(Collected data)

/// Rewrites `/etc/network/interfaces` and every file under
/// `/etc/network/interfaces.d/` in place, substituting each mapping's
/// `target_name` (the name the staged config was written under) for its
/// `current_name` (what the live kernel actually calls that NIC now).
/// Conflicts are only applied when
/// `include_conflicts` is set (the operator explicitly accepted the risk
/// of colliding with an existing interface name).
pub fn apply_nic_name_repair(live_root: &Path, plan: &NicRepairPlan, include_conflicts: bool) -> std::io::Result<usize> {
    let mut mappings: Vec<&NicMapping> = plan.safe_mappings.iter().collect();
    let conflict_mappings: Vec<NicMapping> = plan
        .conflicts
        .iter()
        .map(|c| NicMapping { target_name: c.target_name.clone(), current_name: c.current_name.clone(), method: MatchMethod::Mac })
        .collect();
    if include_conflicts {
        mappings.extend(conflict_mappings.iter());
    }
    if mappings.is_empty() {
        return Ok(0);
    }

    let mut changed = 0;
    let interfaces_path = live_root.join("etc/network/interfaces");
    if rewrite_file(&interfaces_path, &mappings)? {
        changed += 1;
    }

    let drop_in_dir = live_root.join("etc/network/interfaces.d");
    if let Ok(entries) = std::fs::read_dir(&drop_in_dir) {
        for entry in entries.flatten() {
            if entry.path().is_file() && rewrite_file(&entry.path(), &mappings)? {
                changed += 1;
            }
        }
    }

    if changed > 0 {
        info!(files = changed, "rewrote NIC names in network interface config");
    } else {
        warn!("NIC rename repair had mappings but rewrote no files");
    }
    Ok(changed)
}

fn parse_mac_from_permaddr(output: &str) -> Option<String> {
    output
        .lines()
        .find(|l| l.to_lowercase().contains("permanent address"))
        .and_then(|l| l.split(':').nth(1))
        .map(|s| s.trim().to_lowercase())
}

fn parse_udevadm_props(output: &str) -> BTreeMap<String, String> {
    output
        .lines()
        .filter_map(|l| l.strip_prefix("E: "))
        .filter_map(|l| l.split_once('='))
        .map(|(k, v)| (k.to_string(), v.to_string()))
        .collect()
}

/// Collects the current host's NIC inventory from sysfs plus best-effort
/// `ethtool -P` / `udevadm info` calls for permanent MAC and stable
/// identifiers. Interfaces under `/sys/devices/virtual` are marked
/// virtual (bridges, bonds, veths) and excluded from matching.
pub async fn collect_current_inventory(runner: &dyn CommandRunner, ctx: &RunContext, live_root: &Path) -> std::io::Result<Vec<NicInfo>> {
    let net_dir = live_root.join("sys/class/net");
    let mut out = Vec::new();
    let Ok(entries) = std::fs::read_dir(&net_dir) else {
        return Ok(out);
    };

    for entry in entries.flatten() {
        let name = entry.file_name().to_string_lossy().to_string();
        if name == "lo" {
            continue;
        }
        let iface_dir = entry.path();
        let mac = std::fs::read_to_string(iface_dir.join("address")).unwrap_or_default().trim().to_lowercase();
        let is_virtual = std::fs::read_link(&iface_dir)
            .map(|target| target.to_string_lossy().contains("/devices/virtual/"))
            .unwrap_or(false);

        let device_link = std::fs::read_link(iface_dir.join("device")).ok();
        let pci_path = device_link.as_ref().and_then(|p| p.file_name()).map(|n| n.to_string_lossy().to_string());
        let driver = std::fs::read_link(iface_dir.join("device/driver"))
            .ok()
            .and_then(|p| p.file_name().map(|n| n.to_string_lossy().to_string()));

        let permanent_mac = {
            let invocation = Invocation::new("ethtool", vec!["-P".to_string(), name.clone()]);
            match runner.run(ctx, &invocation).await {
                Ok(output) => parse_mac_from_permaddr(&String::from_utf8_lossy(&output.bytes)),
                Err(_) => None,
            }
        };

        let udev_props = {
            let invocation = Invocation::new("udevadm", vec!["info".to_string(), format!("/sys/class/net/{name}")]);
            match runner.run(ctx, &invocation).await {
                Ok(output) => parse_udevadm_props(&String::from_utf8_lossy(&output.bytes)),
                Err(_) => BTreeMap::new(),
            }
        };

        out.push(NicInfo { name, mac, permanent_mac, pci_path, driver, udev_props, is_virtual });
    }

    out.sort_by(|a, b| a.name.cmp(&b.name));
    Ok(out)
}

TASK TO CARRY OUT
For each line of the entries that holds the word "class", pull that line out.

TASK OUTPUT
    let net_dir = live_root.join("sys/class/net");
            let invocation = Invocation::new("udevadm", vec!["info".to_string(), format!("/sys/class/net/{name}")]);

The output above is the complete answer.